The fax program lets you preview before sending. And HERE you can save the preview as a bmp, tif, dcx image format any will do. The fax route is nice because it gets rid of the colours and turns everything into black and white, which is what we need for the acetate sheet.
So MY complete process to get the tracks on to acetate sheet , yours maybe similar or better, has the following steps:
- Export the drawing from ExpressPCB to a fax printer driver
- Re-export a bmp image to the drawing program, IrfanView
- Use IrfanView to get rid of speckle dots ( PCB grid )
- Use IrfanView print controls for setting 1:1 scale (100)
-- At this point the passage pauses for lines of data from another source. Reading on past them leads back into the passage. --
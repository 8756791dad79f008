//! Per-key quota tracking over a rolling window.
//!
//! A window starts on the first metered request for a key and resets lazily
//! on the first request after it has elapsed. There is no background timer.
//!
//! The check-and-increment sequence runs under one mutex for all keys, so
//! two concurrent requests can never both see the last free slot.

use crate::clock::{Clock, SystemClock};
use crate::QuotagateError;
use chrono::{DateTime, Utc};
use parking_lot::Mutex;
use std::collections::HashMap;
use std::sync::Arc;
use std::time::Duration;

/// Smallest backoff hint handed out after the limit is hit.
pub const BACKOFF_FLOOR_MS: u64 = 1_000;

/// Largest backoff hint.
pub const BACKOFF_CEILING_MS: u64 = 60_000;

/// Quota bookkeeping for one metered key.
#[derive(Debug, Clone, PartialEq, Eq)]
pub struct QuotaState {
    /// Requests admitted in the current window.
    pub count: u32,

    /// When the current window started.
    pub window_start: DateTime<Utc>,

    /// Retry pacing hint, doubled on every over-limit request.
    pub backoff_ms: u64,
}

impl QuotaState {
    fn new(now: DateTime<Utc>) -> Self {
        Self {
            count: 0,
            window_start: now,
            backoff_ms: 0,
        }
    }

    fn is_expired(&self, now: DateTime<Utc>, window: chrono::Duration) -> bool {
        now - self.window_start > window
    }

    /// Start a fresh window if the current one has elapsed.
    fn roll(&mut self, now: DateTime<Utc>, window: chrono::Duration) {
        if self.is_expired(now, window) {
            *self = Self::new(now);
        }
    }

    fn bump_backoff(&mut self) {
        self.backoff_ms = self
            .backoff_ms
            .saturating_mul(2)
            .clamp(BACKOFF_FLOOR_MS, BACKOFF_CEILING_MS);
    }
}

/// Outcome of a quota check.
#[derive(Debug, Clone, PartialEq, Eq)]
pub enum QuotaDecision {
    /// The request fits in the window and has been counted.
    Allowed {
        /// Requests admitted in this window, including this one.
        used: u32,
        /// Requests still available in this window.
        remaining: u32,
    },

    /// The window is exhausted; nothing was counted.
    Denied {
        /// First instant at which the window will reset.
        resets_at: DateTime<Utc>,
        /// Whole seconds until `resets_at` has passed.
        retry_after_secs: u64,
        /// Retry pacing hint.
        backoff_ms: u64,
    },
}

impl QuotaDecision {
    /// Whether the request was admitted.
    pub fn is_allowed(&self) -> bool {
        matches!(self, QuotaDecision::Allowed { .. })
    }
}

/// In-memory per-key quota tracker.
///
/// State starts empty at boot and lives for the life of the process.
pub struct QuotaTracker {
    states: Mutex<HashMap<String, QuotaState>>,
    window: chrono::Duration,
    clock: Arc<dyn Clock>,
}

impl QuotaTracker {
    /// Create a tracker on the system clock.
    pub fn new(window: Duration) -> Result<Self, QuotagateError> {
        Self::with_clock(window, Arc::new(SystemClock))
    }

    /// Create a tracker with a custom clock.
    pub fn with_clock(window: Duration, clock: Arc<dyn Clock>) -> Result<Self, QuotagateError> {
        if window.is_zero() {
            return Err(QuotagateError::ConfigError(
                "quota window cannot be zero".to_string(),
            ));
        }
        let window = chrono::Duration::from_std(window)
            .map_err(|e| QuotagateError::ConfigError(format!("quota window out of range: {}", e)))?;

        Ok(Self {
            states: Mutex::new(HashMap::new()),
            window,
            clock,
        })
    }

    /// Count one request for `key` against `daily_limit`.
    pub fn check(&self, key: &str, daily_limit: u32) -> QuotaDecision {
        let now = self.clock.now_utc();
        let mut states = self.states.lock();

        let state = states
            .entry(key.to_string())
            .or_insert_with(|| QuotaState::new(now));
        state.roll(now, self.window);

        if state.count >= daily_limit {
            state.bump_backoff();
            let resets_at = state
                .window_start
                .checked_add_signed(self.window)
                .unwrap_or(DateTime::<Utc>::MAX_UTC);
            return QuotaDecision::Denied {
                resets_at,
                retry_after_secs: seconds_until_after(now, resets_at),
                backoff_ms: state.backoff_ms,
            };
        }

        state.count += 1;
        state.backoff_ms = 0;
        QuotaDecision::Allowed {
            used: state.count,
            remaining: daily_limit - state.count,
        }
    }

    /// Current state for `key`, if it has ever been metered.
    pub fn snapshot(&self, key: &str) -> Option<QuotaState> {
        self.states.lock().get(key).cloned()
    }

    /// Drop state whose window has already elapsed.
    ///
    /// Such state would be reset on its next check anyway, so this only
    /// reclaims memory for keys that stopped calling. Returns the number of
    /// entries removed.
    pub fn prune(&self) -> usize {
        let now = self.clock.now_utc();
        let mut states = self.states.lock();
        let before = states.len();
        states.retain(|_, state| !state.is_expired(now, self.window));
        before - states.len()
    }

    /// Number of keys with tracked state.
    pub fn len(&self) -> usize {
        self.states.lock().len()
    }

    /// Whether no key has been metered yet.
    pub fn is_empty(&self) -> bool {
        self.states.lock().is_empty()
    }

    /// Window length.
    pub fn window(&self) -> chrono::Duration {
        self.window
    }
}

/// Whole seconds from `now` until strictly after `at`.
fn seconds_until_after(now: DateTime<Utc>, at: DateTime<Utc>) -> u64 {
    let millis = (at - now).num_milliseconds().max(0);
    u64::try_from(millis / 1000).unwrap_or(0) + 1
}
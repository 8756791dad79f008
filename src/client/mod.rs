//! Upstream HTTP client.

pub mod http;

pub use http::{Upstream, UpstreamClient};
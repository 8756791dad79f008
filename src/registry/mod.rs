//! Durable license registry.

pub mod file;
pub mod record;

pub use file::LicenseRegistry;
pub use record::{LicenseMap, LicenseRecord, LicenseType};
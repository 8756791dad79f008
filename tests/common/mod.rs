//! Shared fixtures for integration tests.

#![allow(dead_code)]

use async_trait::async_trait;
use axum::body::Body;
use axum::http::{HeaderMap, Request, StatusCode};
use axum::Router;
use quotagate::protocol::models::GenerateRequest;
use quotagate::{build_router, AppState, GatewayConfig, MockClock, QuotagateError, Upstream};
use serde_json::Value;
use std::path::Path;
use std::sync::Arc;
use tempfile::TempDir;
use tower::ServiceExt;

/// Clock frozen at a fixed instant until a test advances it.
pub fn test_clock() -> Arc<MockClock> {
    Arc::new(MockClock::from_rfc3339("2025-01-15T12:00:00Z"))
}

/// Upstream that records requests and replies from a script.
pub struct FakeUpstream {
    reply: Option<Value>,
    requests: parking_lot::Mutex<Vec<GenerateRequest>>,
}

impl FakeUpstream {
    pub fn replying(reply: Value) -> Self {
        Self {
            reply: Some(reply),
            requests: parking_lot::Mutex::new(Vec::new()),
        }
    }

    pub fn failing() -> Self {
        Self {
            reply: None,
            requests: parking_lot::Mutex::new(Vec::new()),
        }
    }

    pub fn calls(&self) -> usize {
        self.requests.lock().len()
    }

    pub fn last_request(&self) -> Option<GenerateRequest> {
        self.requests.lock().last().cloned()
    }
}

#[async_trait]
impl Upstream for FakeUpstream {
    async fn generate(&self, request: &GenerateRequest) -> Result<Value, QuotagateError> {
        self.requests.lock().push(request.clone());
        self.reply
            .clone()
            .ok_or_else(|| QuotagateError::UpstreamUnavailable("timed out".to_string()))
    }
}

/// A gateway wired to a temp registry, a fake upstream and a test clock.
pub struct Harness {
    pub dir: TempDir,
    pub clock: Arc<MockClock>,
    pub upstream: Arc<FakeUpstream>,
    pub state: AppState,
    pub app: Router,
}

impl Harness {
    pub fn new(registry_json: &str, upstream: FakeUpstream) -> Self {
        Self::with_admin_keys(registry_json, upstream, &[])
    }

    pub fn with_admin_keys(registry_json: &str, upstream: FakeUpstream, admin_keys: &[&str]) -> Self {
        let dir = TempDir::new().unwrap();
        let license_file = dir.path().join("licenses.json");
        std::fs::write(&license_file, registry_json).unwrap();

        let config = GatewayConfig {
            license_file,
            developer: "test-operator".to_string(),
            developer_id: "@test".to_string(),
            admin_keys: admin_keys.iter().map(|key| key.to_string()).collect(),
            ..GatewayConfig::default()
        };

        let clock = test_clock();
        let upstream = Arc::new(upstream);
        let state = AppState::new(config, upstream.clone(), clock.clone()).unwrap();
        let app = build_router(state.clone());

        Self {
            dir,
            clock,
            upstream,
            state,
            app,
        }
    }

    pub fn registry_path(&self) -> &Path {
        self.state.gate.registry().path()
    }

    pub async fn send(&self, request: Request<Body>) -> Reply {
        let response = self.app.clone().oneshot(request).await.unwrap();
        let status = response.status();
        let headers = response.headers().clone();
        let bytes = axum::body::to_bytes(response.into_body(), usize::MAX)
            .await
            .unwrap();
        let body = serde_json::from_slice(&bytes).unwrap_or(Value::Null);
        Reply {
            status,
            headers,
            body,
        }
    }

    pub async fn get(&self, uri: &str, key: Option<&str>) -> Reply {
        let mut builder = Request::builder().method("GET").uri(uri);
        if let Some(key) = key {
            builder = builder.header("x-api-key", key);
        }
        self.send(builder.body(Body::empty()).unwrap()).await
    }

    pub async fn post_json(&self, uri: &str, key: Option<&str>, body: &str) -> Reply {
        let mut builder = Request::builder()
            .method("POST")
            .uri(uri)
            .header("content-type", "application/json");
        if let Some(key) = key {
            builder = builder.header("x-api-key", key);
        }
        self.send(builder.body(Body::from(body.to_string())).unwrap())
            .await
    }
}

pub struct Reply {
    pub status: StatusCode,
    pub headers: HeaderMap,
    pub body: Value,
}

impl Reply {
    pub fn error_code(&self) -> &str {
        self.body["error"]["code"].as_str().unwrap_or_default()
    }

    pub fn header(&self, name: &str) -> Option<&str> {
        self.headers.get(name).and_then(|v| v.to_str().ok())
    }
}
- Do trial print on paper.
- Place PIC on it's outline. Compensate if necessary
- Print onto acetate sheet. Let dry 3 hours
- Turn the acetate sheet over so that the ink is directly against the photosensitive plate.
That is it. Well I sneaked in a program called IrfanView. It has all the bells and whistles we need, and
.. yes it is FREE. Find it on the internet, using the program name IrfanView. It is not too big and downloads quickly
The chemicals we are going to use are CAUSTIC and AT ALL TIMES YOU MUST KEEP THEM AWAY FROM THE CHILDREN.
Caustic soda is not poisonous but it's great affinity for water can cause serious burns in contact with the skin. or being swallowed
- The developer is caustic soda, NaOH
- The etcher is Ferric Chloride, FeCl3
If it gets into your eye, IMMEDIATELY wash you eye with abundant water for at least 5 minutes then get medical attention to check for damage. The prompt treatment is essential, to avoid permanent injury.
If in spite of the WARNING above, the kids get hold of it and swallow it, then YOU are really in trouble. You must take immediate action. Do the following.
Explain if they have swallowed crystals or the dilute solution we are going to use.
- Call an ambulance or doctor
Describe the symptoms and act immediately on instructions.
If it is not possible to get to a doctor or hospital then you must determine if the crystals or the dilute solution has been swallowed.
CRYSTALS: See if there are burn marks round the MOUTH. Administer 15cc/kg body weight of water or milk if possible. Rinse the mouth with abundant cold water, GET MEDICAL HELP AS SOON AS POSSIBLE
DILUTE SOLUTION: we use A 0.7gm/liter. Solution. This is not so bad as the crystals when swallowed, but it needs IMMEDIATE treatment.
As before immediately drink water or milk , 15cc/kg body weight , and rinse mouth abundantly with water Even though this is a dilute solution it is caustic and the child should GET MEDICAL HELP AS SOON AS POSSIBLE.
This at first sight is worse as it eats away many metals. But it has an awful taste , a foul smell and it is most unlikely that a child would swallow the stuff. The main danger then is that it is CORROSIVE and it will stain your clothes, your skin a brownish yellow colour. The skin stain will go away after a few days, but the clothing is usually ready for the dustbin.
If it gets in your eyes, or hands wash with abundant water for at least five minutes then get immediate medical help
There are many legislations locally in force for chemical disposal. You should consult before flushing these or any chemical down the toilet.